DNA is an attractive medium for digital data storage. When data is stored on DNA, errors occur, which makes error-correcting coding techniques critical for reliable DNA data storage. To reduce the errors, a common technique is to include constraints that avoid homopolymers (consecutive repeated nucleotides) and balance the GC content, as sequences with homopolymers and unbalanced GC content are often associated with higher error rates. However, constrained coding comes at the cost of an increase in redundancy. An alternative is to control errors by randomizing the sequences, embracing errors, and paying for them with additional coding redundancy. In this paper, we determine the error regimes in which embracing substitutions is more efficient than constrained coding for DNA data storage. Our results suggest that constrained coding for substitution errors is inefficient for existing DNA data storage systems. Theoretical analysis indicates that for constrained coding to be efficient, the increase in substitution errors for nucleotides in homopolymers and sequences with unbalanced GC content must be very large. Additionally, empirical results show that the increase in substitution, deletion, and insertion rates for these nucleotides is minimal in existing DNA storage systems.

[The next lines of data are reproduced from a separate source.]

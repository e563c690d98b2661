//! Prompt assembly for the generation call.
//!
//! Layout of the system message:
//!
//! | section | content |
//! |---------|---------|
//! | persona | configured preamble |
//! | knowledge cards | every loaded card, tier-labelled, catalog order |
//! | conversation summary | rolling summary, when present |
//!
//! History is replayed newest-first into the token budget and then restored
//! to chronological order. The current user message always comes last.
//! Assembly is deterministic for identical inputs.

use crate::token;
use cardwise_config::PromptConfig;
use cardwise_core::card::{LoadedCard, Tier};
use cardwise_core::message::{Message, Role};
use cardwise_core::provider::ChatMessage;
use serde::Serialize;

/// Inputs for one generation prompt.
pub struct PromptInput<'a> {
    pub loaded_cards: &'a [LoadedCard],
    pub summary: Option<&'a str>,
    /// Prior messages, oldest first, excluding the current user message.
    pub history: &'a [Message],
    pub user_message: &'a str,
}

/// The assembled prompt and what went into it.
#[derive(Debug, Clone)]
pub struct AssembledPrompt {
    pub messages: Vec<ChatMessage>,
    pub stats: PromptStats,
}

#[derive(Debug, Clone, Default, PartialEq, Eq, Serialize)]
pub struct PromptStats {
    pub cards_full: usize,
    pub cards_excerpt: usize,
    pub cards_title_only: usize,
    pub history_included: usize,
    pub history_dropped: usize,
    pub estimated_tokens: usize,
}

/// Builds generation prompts. Stateless; create one and reuse it.
#[derive(Debug, Clone)]
pub struct PromptBuilder {
    persona: String,
    history_token_budget: usize,
}

impl PromptBuilder {
    pub fn new(persona: impl Into<String>, history_token_budget: usize) -> Self {
        Self {
            persona: persona.into(),
            history_token_budget,
        }
    }

    pub fn from_config(config: &PromptConfig) -> Self {
        Self::new(config.persona.clone(), config.history_token_budget)
    }

    pub fn build(&self, input: &PromptInput<'_>) -> AssembledPrompt {
        let mut stats = PromptStats::default();
        let system = self.system_message(input, &mut stats);

        let mut messages = Vec::with_capacity(input.history.len() + 2);
        messages.push(ChatMessage::system(system));

        let history = self.history_window(input.history);
        stats.history_included = history.len();
        stats.history_dropped = input.history.len() - history.len();
        messages.extend(history.iter().map(|m| match m.role {
            Role::User => ChatMessage::user(m.content.clone()),
            Role::Assistant => ChatMessage::assistant(m.content.clone()),
        }));

        messages.push(ChatMessage::user(input.user_message));
        stats.estimated_tokens = token::estimate_prompt_tokens(&messages);

        AssembledPrompt { messages, stats }
    }

    fn system_message(&self, input: &PromptInput<'_>, stats: &mut PromptStats) -> String {
        let mut out = self.persona.trim().to_string();

        if !input.loaded_cards.is_empty() {
            out.push_str("\n\n## Knowledge cards\n");
            out.push_str(
                "Cards are shown in full, as an excerpt, or by title only, depending on \
                 their relevance to this message. Mention a card's title when you rely on it.\n",
            );
            for card in input.loaded_cards {
                let label = match card.tier {
                    Tier::Full => {
                        stats.cards_full += 1;
                        "full"
                    }
                    Tier::Excerpt => {
                        stats.cards_excerpt += 1;
                        "excerpt"
                    }
                    Tier::TitleOnly => {
                        stats.cards_title_only += 1;
                        "title only"
                    }
                };
                out.push_str(&format!(
                    "\n### {} [{}, {}, relevance {}]\n",
                    card.title, card.card_type, label, card.relevance
                ));
                if card.tier != Tier::TitleOnly && !card.content.is_empty() {
                    out.push_str(&card.content);
                    out.push('\n');
                }
            }
        }

        if let Some(summary) = input.summary.filter(|s| !s.trim().is_empty()) {
            out.push_str("\n\n## Conversation summary\n");
            out.push_str(summary.trim());
            out.push('\n');
        }

        out
    }

    /// The newest messages that fit the history budget, oldest first.
    fn history_window<'m>(&self, history: &'m [Message]) -> &'m [Message] {
        let mut used = 0;
        let mut start = history.len();
        for (i, message) in history.iter().enumerate().rev() {
            let cost = token::estimate_message_tokens(message);
            if used + cost > self.history_token_budget {
                break;
            }
            used += cost;
            start = i;
        }
        &history[start..]
    }
}
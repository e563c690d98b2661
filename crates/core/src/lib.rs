//! # Cardwise Core
//!
//! Domain types, collaborator traits, and error definitions for the Cardwise
//! knowledge-card engine. This crate has **no framework dependencies**: it
//! defines the model that the store, provider, and engine crates implement
//! against.
//!
//! ## Design Philosophy
//!
//! Every external collaborator (card catalog, message history, text
//! generation, intent classification, summarization) is a trait here.
//! Implementations live in their respective crates. This enables:
//! - Swapping implementations via configuration
//! - Easy testing with scripted stand-ins
//! - Clean dependency graph (all crates depend inward on core)

pub mod card;
pub mod collaborator;
pub mod error;
pub mod intent;
pub mod message;
pub mod provider;
pub mod store;

// Re-export key types at crate root for ergonomics
pub use card::{Card, CardMetadata, CardRecord, CardType, Citation, LoadedCard, Tier};
pub use collaborator::{IntentClassifier, IntentProposal, Summarizer};
pub use error::{EngineError, Error, ProviderError, Result, StoreError};
pub use intent::{Intent, IntentCategory, IntentSource};
pub use message::{ConversationId, ConversationState, Message, NewConversation, Role, TurnCommit};
pub use provider::{ChatMessage, ChatRole, Provider, ProviderRequest, ProviderResponse, Usage};
pub use store::{CardCatalog, ConversationStore};
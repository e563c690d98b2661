//! `cardwise init`: Write a default configuration file.

use cardwise_config::AppConfig;

pub async fn run() -> Result<(), Box<dyn std::error::Error>> {
    let config_dir = AppConfig::config_dir();
    let config_path = config_dir.join("config.toml");

    println!("Cardwise — Setup");
    println!("================\n");

    if !config_dir.exists() {
        std::fs::create_dir_all(&config_dir)?;
        println!("Created config directory: {}", config_dir.display());
    } else {
        println!("Config directory exists: {}", config_dir.display());
    }

    if config_path.exists() {
        println!("\nConfig already exists at: {}", config_path.display());
        println!("Edit it manually or delete it and re-run init.\n");
        return Ok(());
    }

    std::fs::write(&config_path, AppConfig::default_toml())?;
    println!("Created config.toml at: {}", config_path.display());
    println!("\nNext steps:");
    println!("  1. Set CARDWISE_API_KEY (or OPENAI_API_KEY)");
    println!("  2. cardwise import cards.json --business <id>");
    println!("  3. cardwise chat --business <id>\n");
    Ok(())
}
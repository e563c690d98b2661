//! Provider construction from configuration.
//!
//! Every provider handed to the engine is wrapped in a [`GuardedProvider`]
//! so generation, classification and summarization share one retry policy
//! and, when enabled, one rate limiter.

use crate::openai_compat::OpenAiCompatProvider;
use crate::rate_limit::RateLimiter;
use crate::retry::{GuardedProvider, RetryPolicy};
use cardwise_config::AppConfig;
use cardwise_core::error::ProviderError;
use cardwise_core::provider::Provider;
use std::sync::Arc;
use std::time::Duration;
use tracing::info;

/// Build the guarded generation provider described by `config`.
///
/// `limiter` is shared by every provider built for the same deployment unit;
/// pass `None` to disable rate limiting.
pub fn build_from_config(
    config: &AppConfig,
    limiter: Option<Arc<RateLimiter>>,
) -> Result<Arc<dyn Provider>, ProviderError> {
    let name = config.provider.name.as_str();
    let api_key = match (&config.provider.api_key, requires_api_key(name)) {
        (Some(key), _) => key.clone(),
        (None, false) => String::new(),
        (None, true) => {
            return Err(ProviderError::NotConfigured(format!(
                "no API key for provider '{name}'; set CARDWISE_API_KEY or provider.api_key"
            )));
        }
    };

    let base_url = if config.provider.api_url == cardwise_config::ProviderConfig::default().api_url {
        default_base_url(name)
    } else {
        config.provider.api_url.clone()
    };

    let inner: Arc<dyn Provider> = Arc::new(OpenAiCompatProvider::with_timeout(
        name,
        &base_url,
        api_key,
        Duration::from_secs(config.provider.timeout_secs),
    ));

    info!(provider = name, url = %base_url, model = %config.provider.model, "Provider configured");
    Ok(guard(inner, config, limiter))
}

/// Wrap an existing provider with the configured retry policy and limiter.
pub fn guard(
    inner: Arc<dyn Provider>,
    config: &AppConfig,
    limiter: Option<Arc<RateLimiter>>,
) -> Arc<dyn Provider> {
    let mut guarded = GuardedProvider::new(inner, RetryPolicy::from_config(&config.retry));
    if let Some(limiter) = limiter {
        guarded = guarded.with_rate_limiter(limiter, config.provider.name.clone());
    }
    Arc::new(guarded)
}

fn requires_api_key(provider_name: &str) -> bool {
    !matches!(provider_name, "ollama" | "vllm" | "local")
}

/// Get the default base URL for well-known providers.
fn default_base_url(provider_name: &str) -> String {
    match provider_name {
        "openrouter" => "https://openrouter.ai/api/v1".into(),
        "ollama" => "http://localhost:11434/v1".into(),
        "groq" => "https://api.groq.com/openai/v1".into(),
        "together" => "https://api.together.xyz/v1".into(),
        "deepseek" => "https://api.deepseek.com/v1".into(),
        "vllm" | "local" => "http://localhost:8000/v1".into(),
        _ => "https://api.openai.com/v1".into(),
    }
}
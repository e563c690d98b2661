//! Token estimation for prompt budgeting.
//!
//! Character heuristic: about 4 characters per token, rounded up. Close
//! enough for BPE tokenizers on English text to bound history replay.

use cardwise_core::message::Message;
use cardwise_core::provider::ChatMessage;

/// Per-message wire overhead (role name and delimiters).
const MESSAGE_OVERHEAD: usize = 4;

/// Estimate the token count for a string.
pub fn estimate_tokens(text: &str) -> usize {
    text.chars().count().div_ceil(4)
}

/// Estimate tokens for a stored message including overhead.
pub fn estimate_message_tokens(message: &Message) -> usize {
    MESSAGE_OVERHEAD + estimate_tokens(&message.content)
}

/// Estimate tokens for an assembled prompt.
pub fn estimate_prompt_tokens(messages: &[ChatMessage]) -> usize {
    messages
        .iter()
        .map(|m| MESSAGE_OVERHEAD + estimate_tokens(&m.content))
        .sum()
}
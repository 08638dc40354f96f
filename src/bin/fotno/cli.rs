//! CLI definitions using clap.

use std::path::PathBuf;

use clap::{Args, Parser, Subcommand};
use fotno::util::shell::{ColorChoice, MessageFormat};

/// fotno - monorepo tooling for fonto manifests
#[derive(Parser)]
#[command(name = "fotno")]
#[command(author, version, about, long_about = None)]
pub struct Cli {
    /// Enable verbose output
    #[arg(short, long, global = true)]
    pub verbose: bool,

    /// Only print errors
    #[arg(short, long, global = true, conflicts_with = "verbose")]
    pub quiet: bool,

    /// Coloring: auto, always, never
    #[arg(long, global = true, default_value = "auto")]
    pub color: ColorChoice,

    /// Output format: human, json
    #[arg(long, global = true, default_value = "human")]
    pub message_format: MessageFormat,

    /// Repository root (defaults to the current directory)
    #[arg(long, global = true)]
    pub root: Option<PathBuf>,

    #[command(subcommand)]
    pub command: Commands,
}

impl Cli {
    /// Options shared by every command.
    pub fn global_args(&self) -> GlobalArgs {
        GlobalArgs {
            verbose: self.verbose,
            quiet: self.quiet,
            color: self.color,
            message_format: self.message_format,
            root: self.root.clone(),
        }
    }
}

/// Global options, detached from the parsed subcommand.
#[derive(Debug, Clone)]
pub struct GlobalArgs {
    pub verbose: bool,
    pub quiet: bool,
    pub color: ColorChoice,
    pub message_format: MessageFormat,
    pub root: Option<PathBuf>,
}

#[derive(Subcommand)]
pub enum Commands {
    /// (Experimental) Does some basic formatting of manifest files.
    #[command(long_about = FORMAT_MANIFESTS_LONG_ABOUT)]
    FormatManifests(FormatManifestsArgs),
}

const FORMAT_MANIFESTS_LONG_ABOUT: &str = "\
(Experimental) Does some basic formatting of manifest files.

Reorders your manifest properties and dependency names alphabetically.

Fixes missing or erroneous package locations in manifest dependencies (eg. \"packages/my-extension\").

Indents everything with tabs instead of anything else.";

#[derive(Args)]
pub struct FormatManifestsArgs {
    /// Source directory to look for packages containing a manifest [default: packages]
    #[arg(long, value_name = "DIR")]
    pub source: Option<PathBuf>,

    /// Do not strip manifest properties that are not officially supported
    #[arg(short = 'C', long)]
    pub no_clean: bool,

    /// Do not reorder manifest properties and dependencies alphabetically
    #[arg(short = 'R', long)]
    pub no_reorder: bool,

    /// Do not rewrite (dev) dependencies to point to their package locations
    #[arg(short = 'L', long)]
    pub no_dep_locations: bool,
}

#[cfg(test)]
mod tests {
    use super::*;
    use clap::CommandFactory;

    #[test]
    fn test_cli_is_well_formed() {
        Cli::command().debug_assert();
    }

    #[test]
    fn test_parse_short_flags() {
        let cli = Cli::try_parse_from(["fotno", "format-manifests", "-C", "-R", "-L"]).unwrap();
        let Commands::FormatManifests(args) = cli.command;
        assert!(args.no_clean);
        assert!(args.no_reorder);
        assert!(args.no_dep_locations);
        assert!(args.source.is_none());
    }

    #[test]
    fn test_parse_globals_after_subcommand() {
        let cli = Cli::try_parse_from([
            "fotno",
            "format-manifests",
            "--source",
            "platform",
            "--message-format",
            "json",
            "--root",
            "repo",
        ])
        .unwrap();

        assert_eq!(cli.message_format, MessageFormat::Json);
        assert_eq!(cli.root, Some(PathBuf::from("repo")));
        let Commands::FormatManifests(args) = cli.command;
        assert_eq!(args.source, Some(PathBuf::from("platform")));
    }
}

翻译：DNA作为一种数字数据存储介质具有显著吸引力。当数据存储于DNA时，错误的发生使得纠错编码技术成为确保DNA数据存储可靠性的关键。为降低错误率，常用技术是引入约束条件以避免同聚物（连续重复的核苷酸）并平衡GC含量，因为含有同聚物和GC含量失衡的序列通常与较高的错误率相关。然而，约束编码的代价是冗余度的增加。另一种方案是通过序列随机化来控制错误，即接纳错误并利用额外的编码冗余进行补偿。本文确定了在DNA数据存储中，接纳替换错误比约束编码更高效的错误机制范围。研究结果表明，在当前DNA数据存储系统中，针对替换错误的约束编码是低效的。理论分析表明，要使约束编码具有效率，同聚物内核苷酸及GC含量失衡序列的替换错误增长率必须非常高。此外，实证结果显示，在现有DNA存储系统中，这些核苷酸的替换、缺失及插入错误率的增长幅度极小。